* _Source material_
★ ★ ★ ★

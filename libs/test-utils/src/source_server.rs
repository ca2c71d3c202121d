use serde_json::Value;
use url::Url;
use wiremock::{
    Mock, MockServer, ResponseTemplate,
    matchers::{method, path},
};

use crate::fixtures::{event_data, event_schema};

pub const DATA_PATH: &str = "/events/event-data.json";
pub const SCHEMA_PATH: &str = "/events/event-data.schema.json";

/// Stand-in for the remote host publishing the event data and its schema.
///
/// Each instance listens on its own random port, so tests never share
/// remote state.
pub struct TestSourceServer {
    pub server: MockServer,
}

impl TestSourceServer {
    pub async fn start() -> Self {
        Self {
            server: MockServer::start().await,
        }
    }

    /// Start a server already publishing the fixture documents.
    pub async fn with_fixtures() -> Self {
        let instance = Self::start().await;
        instance.serve(&event_data(), &event_schema()).await;
        instance
    }

    pub fn data_url(&self) -> Url { self.url(DATA_PATH) }

    pub fn schema_url(&self) -> Url { self.url(SCHEMA_PATH) }

    fn url(&self, document_path: &str) -> Url {
        Url::parse(&format!("{}{}", self.server.uri(), document_path))
            .expect("mock server uri is a valid url")
    }

    pub async fn serve(&self, data: &Value, schema: &Value) {
        self.serve_json(DATA_PATH, data).await;
        self.serve_json(SCHEMA_PATH, schema).await;
    }

    pub async fn serve_json(&self, document_path: &str, body: &Value) {
        Mock::given(method("GET"))
            .and(path(document_path))
            .respond_with(ResponseTemplate::new(200).set_body_json(body))
            .mount(&self.server)
            .await;
    }

    pub async fn serve_status(&self, document_path: &str, status: u16) {
        Mock::given(method("GET"))
            .and(path(document_path))
            .respond_with(ResponseTemplate::new(status))
            .mount(&self.server)
            .await;
    }

    /// Answer the first `times` requests for `document_path` with `status`.
    /// Mocks mounted afterwards take over once these are used up.
    pub async fn fail_first(
        &self, document_path: &str, status: u16, times: u64,
    ) {
        Mock::given(method("GET"))
            .and(path(document_path))
            .respond_with(ResponseTemplate::new(status))
            .up_to_n_times(times)
            .mount(&self.server)
            .await;
    }

    /// Drop every mounted document and the request log.
    pub async fn reset(&self) { self.server.reset().await; }

    pub async fn requests_to(&self, document_path: &str) -> usize {
        self.server
            .received_requests()
            .await
            .unwrap_or_default()
            .iter()
            .filter(|request| request.url.path() == document_path)
            .count()
    }
}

★ ★ ★ ★

* _Your objective_
Without leaving anything out, repeat the data exactly.

* _Written answer_
filename libs/test-utils/src/source_server.rs
repository ca2c71d3c202121d
use serde_json::Value;
use url::Url;
use wiremock::{
    Mock, MockServer, ResponseTemplate,
    matchers::{method, path},
};

use crate::fixtures::{event_data, event_schema};

pub const DATA_PATH: &str = "/events/event-data.json";
pub const SCHEMA_PATH: &str = "/events/event-data.schema.json";

/// Stand-in for the remote host publishing the event data and its schema.
///
/// Each instance listens on its own random port, so tests never share
/// remote state.
pub struct TestSourceServer {
    pub server: MockServer,
}

impl TestSourceServer {
    pub async fn start() -> Self {
        Self {
            server: MockServer::start().await,
        }
    }

    /// Start a server already publishing the fixture documents.
    pub async fn with_fixtures() -> Self {
        let instance = Self::start().await;
        instance.serve(&event_data(), &event_schema()).await;
        instance
    }

    pub fn data_url(&self) -> Url { self.url(DATA_PATH) }

    pub fn schema_url(&self) -> Url { self.url(SCHEMA_PATH) }

    fn url(&self, document_path: &str) -> Url {
        Url::parse(&format!("{}{}", self.server.uri(), document_path))
            .expect("mock server uri is a valid url")
    }

    pub async fn serve(&self, data: &Value, schema: &Value) {
        self.serve_json(DATA_PATH, data).await;
        self.serve_json(SCHEMA_PATH, schema).await;
    }

    pub async fn serve_json(&self, document_path: &str, body: &Value) {
        Mock::given(method("GET"))
            .and(path(document_path))
            .respond_with(ResponseTemplate::new(200).set_body_json(body))
            .mount(&self.server)
            .await;
    }

    pub async fn serve_status(&self, document_path: &str, status: u16) {
        Mock::given(method("GET"))
            .and(path(document_path))
            .respond_with(ResponseTemplate::new(status))
            .mount(&self.server)
            .await;
    }

    /// Answer the first `times` requests for `document_path` with `status`.
    /// Mocks mounted afterwards take over once these are used up.
    pub async fn fail_first(
        &self, document_path: &str, status: u16, times: u64,
    ) {
        Mock::given(method("GET"))
            .and(path(document_path))
            .respond_with(ResponseTemplate::new(status))
            .up_to_n_times(times)
            .mount(&self.server)
            .await;
    }

    /// Drop every mounted document and the request log.
    pub async fn reset(&self) { self.server.reset().await; }

    pub async fn requests_to(&self, document_path: &str) -> usize {
        self.server
            .received_requests()
            .await
            .unwrap_or_default()
            .iter()
            .filter(|request| request.url.path() == document_path)
            .count()
    }
}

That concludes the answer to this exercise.